「イグジット・スルー・ザ・ギフトショップ」:アートの沙汰も金次第
いや~、こりゃ面白かった\(◎o◎)/!
町に出没しては壁などに描きまくるグラフィティ・アート。文字通り小学生の落書きに毛が生えた程度から芸術の域に達しているものまで様々である。
このドキュメンタリーはその方面では有名な覆面アーティストであるバンクシー自らが監督。なんとアカデミー賞にもノミネートされちゃったのだ。

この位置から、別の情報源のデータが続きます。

// SPDX-License-Identifier: MIT
// Copyright 2026 Roland Dreier <roland@rolandd.dev>

//! Account and settings routes for authenticated users.

use crate::error::{AppError, Result};
use crate::middleware::auth::AuthUser;
use crate::models::{SessionSettings, UserProfile};
use crate::services::{PurgeReport, SettingsPatch};
use crate::AppState;
use axum::{
    extract::{rejection::JsonRejection, State},
    http::StatusCode,
    routing::{get, post},
    Extension, Json, Router,
};
use serde::{Deserialize, Serialize};
use std::sync::Arc;
#[cfg(feature = "binding-generation")]
use ts_rs::TS;

/// API routes (require authentication via JWT).
/// The auth middleware is applied in routes/mod.rs for these routes.
pub fn routes() -> Router<Arc<AppState>> {
    Router::new()
        .route("/api/me", get(get_me))
        .route("/api/account", post(register).delete(delete_account))
        .route("/api/settings", get(get_settings).put(update_settings))
}

// ─── User Profile ────────────────────────────────────────────

/// Current user response.
#[derive(Serialize)]
#[serde(rename_all = "camelCase")]
#[cfg_attr(feature = "binding-generation", derive(TS))]
#[cfg_attr(
    feature = "binding-generation",
    ts(export, export_to = "web/src/lib/generated/")
)]
pub struct UserResponse {
    pub email: String,
    pub name: String,
    pub created_at: String,
}

impl From<UserProfile> for UserResponse {
    fn from(profile: UserProfile) -> Self {
        Self {
            email: profile.email,
            name: profile.name,
            created_at: profile.created_at,
        }
    }
}

#[derive(Debug, Default, Deserialize)]
struct RegisterRequest {
    name: Option<String>,
}

/// Create the caller's directory entry and empty viewer record.
async fn register(
    State(state): State<Arc<AppState>>,
    Extension(user): Extension<AuthUser>,
    body: std::result::Result<Option<Json<RegisterRequest>>, JsonRejection>,
) -> Result<(StatusCode, Json<UserResponse>)> {
    let request = body?.map(|Json(b)| b).unwrap_or_default();
    let profile = state
        .graph
        .register(&user.username, request.name.as_deref())
        .await?;
    Ok((StatusCode::CREATED, Json(profile.into())))
}

/// Get current user profile.
async fn get_me(
    State(state): State<Arc<AppState>>,
    Extension(user): Extension<AuthUser>,
) -> Result<Json<UserResponse>> {
    let profile = state
        .graph
        .get_profile(&user.username)
        .await?
        .ok_or_else(|| AppError::NotFound(format!("User {} not found", user.username)))?;

    Ok(Json(profile.into()))
}

// ─── Account Deletion ────────────────────────────────────────

/// Response for account deletion.
#[derive(Serialize)]
#[cfg_attr(feature = "binding-generation", derive(TS))]
#[cfg_attr(
    feature = "binding-generation",
    ts(export, export_to = "web/src/lib/generated/")
)]
pub struct DeleteAccountResponse {
    pub success: bool,
    pub message: String,
    pub report: PurgeReport,
}

/// Delete the caller's account and every trace of it.
///
/// Runs inline: the caller gets a response only once the purge has
/// finished. A failed purge can be retried by calling again.
async fn delete_account(
    State(state): State<Arc<AppState>>,
    Extension(user): Extension<AuthUser>,
) -> Result<Json<DeleteAccountResponse>> {
    tracing::info!(user = %user.username, "User-initiated account deletion");

    let report = state.purge.purge_user(&user.username).await?;

    Ok(Json(DeleteAccountResponse {
        success: true,
        message: "Account deleted. All data has been removed.".to_string(),
        report,
    }))
}

// ─── Settings ────────────────────────────────────────────────

async fn get_settings(
    State(state): State<Arc<AppState>>,
    Extension(user): Extension<AuthUser>,
) -> Result<Json<SessionSettings>> {
    Ok(Json(state.sessions.get_settings(&user.username).await?))
}

async fn update_settings(
    State(state): State<Arc<AppState>>,
    Extension(user): Extension<AuthUser>,
    body: std::result::Result<Json<SettingsPatch>, JsonRejection>,
) -> Result<Json<SessionSettings>> {
    let Json(patch) = body?;
    Ok(Json(
        state
            .sessions
            .update_settings(&user.username, patch)
            .await?,
    ))
}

で、知られざるストリート・アートの世界を紹介してくれる作品だ……と、予告を見た時には思ったんだけどね。
米国在住のフランス人で撮影マニアの男(本職は古着屋経営)がひょんなことからストリート・アートの世界に関わり、その制作現場の一部始終を記録するようになる。公共の場とはいえ壁やシャッターという他者の所有物に絵を描くんだから、下手すりゃ逮捕である。男は撮影だけでなく、見張り役や制作のお手伝いまでやるようになっちゃう。
さて、その中でもバンクシーは美術館の展示室の壁へ勝手に自分の作品を飾ったり、公衆電話のボックスを路上でインスタレーションにしたり、さらにはパレスチナでイスラエルが作った「分離壁」に落書きする、といった過激なゲリラ的活動を行なっている。彼は男に撮りためた映像をまとめて映画作品にするように勧めたのであった。
ここで突如意外な展開が MBW(ミスター・ブレインウォッシュ)なる新人アーティストが出現したのである。
その人物自身は美術方面の心得が大してあるわけではないが、各種スタッフを集めて指示を出して大量のグラフィティ作品を制作(このやり方にはデミアン・ハーストが引き合いに出されている)。これまでの実績など皆無なのに、あの手この手で高い評価を得てしまうのだった。
全くもって一瞬先は闇だか光
だか分かんない、魑魅魍魎の跋扈する美術界といえよう。あっけに取られちゃう。
そのような金と欲が支配する現代アートシーンを皮肉たっぷりに批判的に描いている。
だがちょ~っと待った 果たして、本当にMBWはここに描かれている通りの人物なのか? そして彼についてのバンクシーを含む他のアーティストの感慨は本当のことを述べているのか?
もしかして、これって美術界をおちょくった疑似ドキュメンタリーじゃないの(~o~;)
……などと思うと全てがアヤシイ
かように見る者をケムにまく、謎と風刺とバカバカしさに満ちた作品である。
美術ファンとドキュメンタリー好きは、見て損なしと保証しておこう。
それにしてもストリート・アートでもウォーホルの影響は大きいのだなと感心。やはり現代美術はデュシャン先生とウォーホルで決まり(*^^)vですか。